McFarland’s team was unbeaten on the day. It was his first Seawright championship in his second try.
“When we have a team like this where everybody can dig, everybody can set it just makes it so easy,” McFarland said.
There were 32 teams at the beginning and 16 advanced to the playoffs with the No. 1 seed being the Blake Taylor team. They lost in the first round.
In the end, it was a bunch of new players walking off the winners.
It was fitting that McFarland ended the match on a service ace.
Also on the team was Rick Coordt, 48, of Hermosa Beach, who was celebrating his birthday. He started playing in it when he was 21. It was his first win, but second appearance in the final.
“It feels great,” Coordt said. “Roy was awesome.”
His other teammates were Jim McDonald, 56, of Hermosa Beach who won for the second time in several tries.
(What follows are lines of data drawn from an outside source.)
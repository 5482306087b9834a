//! # triage-events
//!
//! Event delivery pipeline for the triage platform.
//!
//! Validated patient events are published to a partitioned Kafka topic and
//! drained into a search sink with at-least-once delivery. Every event ends
//! in exactly one place: the sink, or the dead-letter topic with its failure
//! context — never silently dropped.
//!
//! ## Guarantees
//!
//! - **Per-patient ordering**: `patientId` is the partition key, so events
//!   for one patient are consumed in publish order. No ordering across
//!   patients.
//! - **At-least-once**: offsets are committed only after a message reaches
//!   a terminal outcome (indexed or dead-lettered). Redelivery after a
//!   crash can duplicate sink writes; the sink must tolerate that.
//! - **Bounded failure handling**: publish and index attempts retry with
//!   linear backoff before the message is quarantined.
//!
//! ## Cargo features
//!
//! - `kafka`: enable the rdkafka-backed producer/consumer (requires
//!   librdkafka)
//! - `kafka-static`: build librdkafka from source (requires cmake)
//!
//! ## Example
//!
//! ```rust,ignore
//! use triage_events::{BrokerConfig, BrokerConnection};
//!
//! let config = BrokerConfig::from_env()?;
//! let connection = BrokerConnection::connect(config).await?;
//! let publisher = connection.publisher("ingest-api");
//!
//! let event = publisher.publish(&body).await?;
//! tracing::info!(patient_id = %event.patient_id, "event accepted");
//! ```

// Core modules (always available)
pub mod batch;
pub mod config;
pub mod dead_letter;
pub mod error;
pub mod event;
pub mod health;
pub mod producer;
pub mod record;
pub mod retry;
pub mod validate;

// Kafka-dependent modules (require `kafka` feature)
#[cfg(feature = "kafka")]
pub mod connection;
#[cfg(feature = "kafka")]
pub mod consumer;

// Re-exports for convenience (core types)
pub use batch::{BatchContext, BatchOutcome, BatchProcessor, EventSink, RawMessage};
pub use config::{BrokerConfig, BrokerConfigBuilder};
pub use dead_letter::{DeadLetterRecord, DeadLetterRouter, FailureDetail};
pub use error::EventError;
pub use event::{EventType, PatientEvent, Severity};
pub use health::HealthStatus;
pub use producer::EventPublisher;
pub use record::{RecordProducer, TopicRecord};
pub use retry::RetryPolicy;
pub use validate::{validate_event, FieldViolation, ValidationError};

// Re-exports for Kafka types (when feature enabled)
#[cfg(feature = "kafka")]
pub use connection::{BrokerConnection, KafkaRecordProducer};
#[cfg(feature = "kafka")]
pub use consumer::EventConsumer;
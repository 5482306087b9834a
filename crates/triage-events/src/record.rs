//! Wire records for the event and dead-letter topics.

use async_trait::async_trait;

use crate::error::EventError;

/// Header naming the role that emitted a record (publisher vs indexer).
pub const HEADER_SOURCE: &str = "source";

/// Header carrying the wire schema version.
pub const HEADER_SCHEMA_VERSION: &str = "schemaVersion";

/// Current wire schema version.
pub const SCHEMA_VERSION: &str = "1";

/// A record addressed to one topic: partition key, headers, and the
/// serialized value.
#[derive(Debug, Clone, PartialEq, Eq)]
pub struct TopicRecord {
    pub topic: String,
    /// Partition key. Events always carry the patient id; dead-letter
    /// records for unparseable messages may have none.
    pub key: Option<String>,
    pub headers: Vec<(String, String)>,
    pub payload: Vec<u8>,
}

impl TopicRecord {
    /// Build a record with the standard `source` / `schemaVersion` headers.
    pub fn new(
        topic: impl Into<String>,
        key: Option<String>,
        source: impl Into<String>,
        payload: Vec<u8>,
    ) -> Self {
        Self {
            topic: topic.into(),
            key,
            headers: vec![
                (HEADER_SOURCE.to_string(), source.into()),
                (HEADER_SCHEMA_VERSION.to_string(), SCHEMA_VERSION.to_string()),
            ],
            payload,
        }
    }

    /// Serialized value size in bytes.
    #[must_use]
    pub fn payload_len(&self) -> usize {
        self.payload.len()
    }
}

/// Send-side seam over the broker producer.
///
/// The concrete Kafka transport lives behind the `kafka` feature; tests
/// drive the publish and dead-letter paths with in-memory implementations.
#[async_trait]
pub trait RecordProducer: Send + Sync {
    async fn send(&self, record: &TopicRecord) -> Result<(), EventError>;
}

#[cfg(test)]
mod tests {
    use super::*;

    #[test]
    fn test_standard_headers() {
        let record = TopicRecord::new(
            "patient.events",
            Some("P-7".to_string()),
            "ingest-api",
            b"{}".to_vec(),
        );

        assert_eq!(record.headers.len(), 2);
        assert_eq!(
            record.headers[0],
            ("source".to_string(), "ingest-api".to_string())
        );
        assert_eq!(
            record.headers[1],
            ("schemaVersion".to_string(), "1".to_string())
        );
    }

    #[test]
    fn test_payload_len() {
        let record = TopicRecord::new("t", None, "s", vec![0u8; 42]);
        assert_eq!(record.payload_len(), 42);
    }
}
“We had youth on our side and we’re just slugging away,” McDonald said.
The youngest player has not even finished high school. Logan Sharp is going into his senior year at El Segundo and played a big role on the winning team.
“It’s my family’s house,” said Sharp, who was playing in the tournament for the first time in front of his grandparents’ home on The Strand.
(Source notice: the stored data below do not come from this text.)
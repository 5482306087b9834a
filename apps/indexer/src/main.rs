//! Triage indexer.
//!
//! Drains patient events from the event topic into Elasticsearch with
//! at-least-once semantics: offsets advance only after an event is indexed
//! or quarantined on the dead-letter topic.

mod config;
mod logging;
mod routes;
mod sink;

use std::sync::Arc;

use tokio::signal;
use tokio::sync::watch;
use tokio::task::JoinHandle;
use tracing::{error, info};

use triage_events::connection::BrokerConnection;
use triage_events::{BatchProcessor, DeadLetterRouter, EventError, RetryPolicy};

use config::Config;
use routes::{AppState, SERVICE_NAME};
use sink::EsSink;

/// Holds everything the shutdown routine tears down: the broker connection,
/// the consumer loop handle, and the switch that stops it.
struct Lifecycle {
    connection: Arc<BrokerConnection>,
    shutdown_tx: watch::Sender<bool>,
    consumer_task: JoinHandle<Result<(), EventError>>,
}

impl Lifecycle {
    /// Stop the consumer at its next liveness gate, wait for the in-flight
    /// message to reach a terminal outcome, then close broker sessions.
    async fn shutdown(self) {
        let _ = self.shutdown_tx.send(true);

        match self.consumer_task.await {
            Ok(Ok(())) => info!("consumer loop drained"),
            Ok(Err(e)) => error!(error = %e, "consumer loop ended with error"),
            Err(e) => error!(error = %e, "consumer task panicked"),
        }

        self.connection.shutdown();
        info!(service = SERVICE_NAME, "shutdown complete");
    }
}

#[tokio::main]
async fn main() {
    let config = match Config::from_env() {
        Ok(c) => c,
        Err(e) => {
            eprintln!("Error: {e}");
            std::process::exit(1);
        }
    };

    logging::init_logging(&config.rust_log);

    info!(
        version = env!("CARGO_PKG_VERSION"),
        addr = %config.bind_addr(),
        index = %config.elasticsearch_index,
        "starting indexer"
    );

    let connection = match BrokerConnection::connect(config.broker.clone()).await {
        Ok(c) => Arc::new(c),
        Err(e) => {
            error!(error = %e, "failed to connect to broker");
            std::process::exit(1);
        }
    };

    let sink = match EsSink::new(&config.elasticsearch_url, &config.elasticsearch_index) {
        Ok(s) => s,
        Err(e) => {
            error!(error = %e, "failed to build elasticsearch client");
            std::process::exit(1);
        }
    };

    // Same bounded-retry discipline as the broker connect.
    let startup = RetryPolicy::default();
    if let Err(e) = startup.run("elasticsearch connect", || sink.ping()).await {
        error!(error = %e, "elasticsearch unreachable");
        std::process::exit(1);
    }
    if let Err(e) = startup.run("ensure index", || sink.ensure_index()).await {
        error!(error = %e, "failed to ensure patient events index");
        std::process::exit(1);
    }

    let consumer = match connection.consumer() {
        Ok(c) => c,
        Err(e) => {
            error!(error = %e, "failed to create consumer");
            std::process::exit(1);
        }
    };

    let (shutdown_tx, shutdown_rx) = watch::channel(false);

    let processor = BatchProcessor::new(
        sink.clone(),
        DeadLetterRouter::new(
            Arc::new(connection.record_producer()),
            connection.config().dead_letter_topic.clone(),
            SERVICE_NAME,
        ),
        RetryPolicy::default(),
    );

    let consumer_task = tokio::spawn(async move { consumer.run(&processor, shutdown_rx).await });

    let lifecycle = Lifecycle {
        connection: Arc::clone(&connection),
        shutdown_tx,
        consumer_task,
    };

    let app = routes::router(AppState { connection, sink });

    let listener = match tokio::net::TcpListener::bind(config.bind_addr()).await {
        Ok(l) => l,
        Err(e) => {
            error!(error = %e, addr = %config.bind_addr(), "failed to bind listener");
            std::process::exit(1);
        }
    };

    if let Err(e) = axum::serve(listener, app)
        .with_graceful_shutdown(shutdown_signal())
        .await
    {
        error!(error = %e, "server error");
        std::process::exit(1);
    }

    lifecycle.shutdown().await;
}

/// Resolves when SIGINT or SIGTERM arrives.
async fn shutdown_signal() {
    let ctrl_c = async {
        if let Err(e) = signal::ctrl_c().await {
            tracing::error!(error = %e, "failed to install Ctrl+C handler");
        }
    };

    #[cfg(unix)]
    let terminate = async {
        match signal::unix::signal(signal::unix::SignalKind::terminate()) {
            Ok(mut sig) => {
                sig.recv().await;
            }
            Err(e) => {
                tracing::error!(error = %e, "failed to install SIGTERM handler");
                std::future::pending::<()>().await;
            }
        }
    };

    #[cfg(not(unix))]
    let terminate = std::future::pending::<()>();

    tokio::select! {
        _ = ctrl_c => {
            info!("received Ctrl+C, initiating graceful shutdown");
        }
        _ = terminate => {
            info!("received SIGTERM, initiating graceful shutdown");
        }
    }
}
He was a winner on his first try.
“Tough tournament to win-for sure,” Sharp said. “(Roy McFarland is) a great player, obviously an easy guy to set.”
Sharp said he will be back next year and try to make it 2-for-2.
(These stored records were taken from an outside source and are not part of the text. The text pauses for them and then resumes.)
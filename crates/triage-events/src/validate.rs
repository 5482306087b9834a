//! Producer-side validation of candidate patient events.
//!
//! Validation is a pure function over untyped JSON: no broker access, no
//! retries. A failure enumerates every offending field, not just the first,
//! so callers can report the full list back to the producing client.

use chrono::{DateTime, Duration, Utc};
use serde_json::Value;
use thiserror::Error;

use crate::event::{EventType, PatientEvent, Severity};

pub const MAX_PATIENT_ID_LENGTH: usize = 50;
pub const MAX_DEPARTMENT_LENGTH: usize = 100;
pub const MAX_TIMESTAMP_LENGTH: usize = 40;
/// Per-leaf string bound inside `data`.
pub const MAX_DATA_STRING_LENGTH: usize = 500;
/// Per-key name bound inside `data`.
pub const MAX_DATA_KEY_LENGTH: usize = 100;
/// Total serialized size bound for `data`.
pub const MAX_DATA_BYTES: usize = 50 * 1024;
/// Tolerated clock skew for timestamps in the future.
pub const MAX_FUTURE_SKEW_SECS: i64 = 60;

const ALLOWED_FIELDS: &[&str] = &[
    "patientId",
    "eventType",
    "severity",
    "department",
    "data",
    "timestamp",
];

/// A single validation failure, anchored to the field (or `data` path) it
/// applies to.
#[derive(Debug, Clone, PartialEq, Eq)]
pub struct FieldViolation {
    pub field: String,
    pub message: String,
}

impl FieldViolation {
    fn new(field: impl Into<String>, message: impl Into<String>) -> Self {
        Self {
            field: field.into(),
            message: message.into(),
        }
    }
}

/// Validation failure carrying every violation found in the candidate event.
#[derive(Debug, Clone, Error)]
#[error("event validation failed: {}", format_violations(.violations))]
pub struct ValidationError {
    pub violations: Vec<FieldViolation>,
}

fn format_violations(violations: &[FieldViolation]) -> String {
    violations
        .iter()
        .map(|v| format!("{}: {}", v.field, v.message))
        .collect::<Vec<_>>()
        .join("; ")
}

/// Validate an untyped JSON body against the patient event schema.
///
/// Returns the normalized event (trimmed strings, UTC timestamp) or a
/// [`ValidationError`] listing every offending field.
pub fn validate_event(body: &Value) -> Result<PatientEvent, ValidationError> {
    let Some(object) = body.as_object() else {
        return Err(ValidationError {
            violations: vec![FieldViolation::new("body", "must be a JSON object")],
        });
    };

    let mut violations = Vec::new();

    let unexpected: Vec<&str> = object
        .keys()
        .map(String::as_str)
        .filter(|key| !ALLOWED_FIELDS.contains(key))
        .collect();
    if !unexpected.is_empty() {
        violations.push(FieldViolation::new(
            "body",
            format!("unexpected fields: {}", unexpected.join(", ")),
        ));
    }

    let patient_id = check_string(
        object.get("patientId"),
        "patientId",
        MAX_PATIENT_ID_LENGTH,
        &mut violations,
    );
    let department = check_string(
        object.get("department"),
        "department",
        MAX_DEPARTMENT_LENGTH,
        &mut violations,
    );

    let event_type = check_enum(
        object.get("eventType"),
        "eventType",
        EventType::NAMES,
        EventType::parse,
        &mut violations,
    );
    let severity = check_enum(
        object.get("severity"),
        "severity",
        Severity::NAMES,
        Severity::parse,
        &mut violations,
    );

    let data = check_data(object.get("data"), &mut violations);
    let timestamp = check_timestamp(object.get("timestamp"), &mut violations);

    if !violations.is_empty() {
        return Err(ValidationError { violations });
    }

    // All checks passed, so every component is present.
    Ok(PatientEvent {
        patient_id: patient_id.unwrap_or_default(),
        event_type: event_type.unwrap_or(EventType::Admission),
        severity: severity.unwrap_or(Severity::Normal),
        department: department.unwrap_or_default(),
        data: data.cloned().unwrap_or(Value::Null),
        timestamp: timestamp.unwrap_or_else(Utc::now),
    })
}

fn check_string(
    value: Option<&Value>,
    field: &str,
    max_length: usize,
    violations: &mut Vec<FieldViolation>,
) -> Option<String> {
    let Some(value) = value else {
        violations.push(FieldViolation::new(field, "is required"));
        return None;
    };
    let Some(s) = value.as_str() else {
        violations.push(FieldViolation::new(field, "must be a string"));
        return None;
    };
    let trimmed = s.trim();
    if trimmed.is_empty() {
        violations.push(FieldViolation::new(field, "must be a non-empty string"));
        return None;
    }
    if s.chars().count() > max_length {
        violations.push(FieldViolation::new(
            field,
            format!("must be at most {max_length} characters"),
        ));
        return None;
    }
    Some(trimmed.to_string())
}

fn check_enum<T>(
    value: Option<&Value>,
    field: &str,
    names: &[&str],
    parse: impl Fn(&str) -> Option<T>,
    violations: &mut Vec<FieldViolation>,
) -> Option<T> {
    let Some(value) = value else {
        violations.push(FieldViolation::new(field, "is required"));
        return None;
    };
    let parsed = value.as_str().and_then(&parse);
    if parsed.is_none() {
        violations.push(FieldViolation::new(
            field,
            format!("must be one of: {}", names.join(", ")),
        ));
    }
    parsed
}

fn check_data<'a>(
    value: Option<&'a Value>,
    violations: &mut Vec<FieldViolation>,
) -> Option<&'a Value> {
    let Some(value) = value else {
        violations.push(FieldViolation::new("data", "is required"));
        return None;
    };
    if !value.is_object() {
        violations.push(FieldViolation::new("data", "must be an object"));
        return None;
    }

    // Total serialized size first, then per-leaf bounds.
    let serialized_len = serde_json::to_vec(value).map(|b| b.len()).unwrap_or(0);
    if serialized_len > MAX_DATA_BYTES {
        violations.push(FieldViolation::new(
            "data",
            format!("must not exceed {MAX_DATA_BYTES} bytes"),
        ));
    }
    check_data_value(value, "data", violations);
    Some(value)
}

fn check_data_value(value: &Value, path: &str, violations: &mut Vec<FieldViolation>) {
    match value {
        Value::String(s) => {
            if s.chars().count() > MAX_DATA_STRING_LENGTH {
                violations.push(FieldViolation::new(
                    path,
                    format!("string exceeds max length of {MAX_DATA_STRING_LENGTH}"),
                ));
            }
        }
        Value::Array(items) => {
            for (index, item) in items.iter().enumerate() {
                check_data_value(item, &format!("{path}[{index}]"), violations);
            }
        }
        Value::Object(map) => {
            for (key, nested) in map {
                let nested_path = format!("{path}.{key}");
                if key.chars().count() > MAX_DATA_KEY_LENGTH {
                    violations.push(FieldViolation::new(
                        nested_path.clone(),
                        format!("object key exceeds max length of {MAX_DATA_KEY_LENGTH}"),
                    ));
                }
                check_data_value(nested, &nested_path, violations);
            }
        }
        _ => {}
    }
}

fn check_timestamp(
    value: Option<&Value>,
    violations: &mut Vec<FieldViolation>,
) -> Option<DateTime<Utc>> {
    let raw = check_string(value, "timestamp", MAX_TIMESTAMP_LENGTH, violations)?;

    let Ok(parsed) = DateTime::parse_from_rfc3339(&raw) else {
        violations.push(FieldViolation::new(
            "timestamp",
            "must be a valid ISO-8601 string",
        ));
        return None;
    };
    let timestamp = parsed.with_timezone(&Utc);

    if timestamp > Utc::now() + Duration::seconds(MAX_FUTURE_SKEW_SECS) {
        violations.push(FieldViolation::new(
            "timestamp",
            format!("cannot be more than {MAX_FUTURE_SKEW_SECS} seconds in the future"),
        ));
        return None;
    }
    Some(timestamp)
}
On the losing team besides Punjabi was the husband-and-wife pair of Matthew and Rachel Pianin. Joe Del Riego was the fourth player.
“This is my first time in the finals,” said Matthew Pianin, who has played in the Seawright nearly every year since 2004. “It’s always a great tournament.”
“They did great,” said Rachel Pianin of the winners. “They had good servers.”
It was her first final after many tries and added, “I loved my team, we had so much fun. (Punjabi) had a great attitude. He’s amazing. He’s positive. He can do it all.”
“Just killed us on the serves,” said Del Riego, who has won the Seawright once. “They were good guys.”
In the semifinals, Team Weston Barnes lost to Punjabi’s team in the semifinals 14-12.
Andy Dallenbach, Redondo Beach, was unfortunately on the losing end.
“We had our banger cramp in the quarterfinals. Basically, couldn’t jump and toughed it out, ended getting into the semifinals, still cramping.
“Some tough serving by them and that was the difference,” Dallenbach said. “I’ve won it once and we came pretty close today.”
Like many who play in it, Dallenbach said of the Seawright, “An insane tournament, always one of the best tournaments on the beach.”
“It was a really fun semifinal,” said Lauren Dibbs of Manhattan Beach, who has yet to be on a team that wins it all. “I would rather lose that way.”
In the other semifinal, McFarland’s team won 11-8 over Chris Brown’s team. Brown, of Hermosa Beach, gave it his best shot.
“It was just tight the whole way,” Brown said. “It was one of those long matches.”
The annual Roy Seawright Award was given to Larry Griebenow from Hermosa Beach.
“He has played since the 1970s (over 40 years),” said Annie Seawright. “Larry has played longer than anybody out here today. He played with his family.”
The Live Like Doug Award named after Doug Schneider is for sportsmanship and embodying the principles of the tournament. It was given to Victor Arrigo from Hermosa Beach.
“It’s somebody that embodies his spirit,” Seawright said. “He embraced the beach lifestyle and values of fun, family and beach. Everything that Doug stood for.”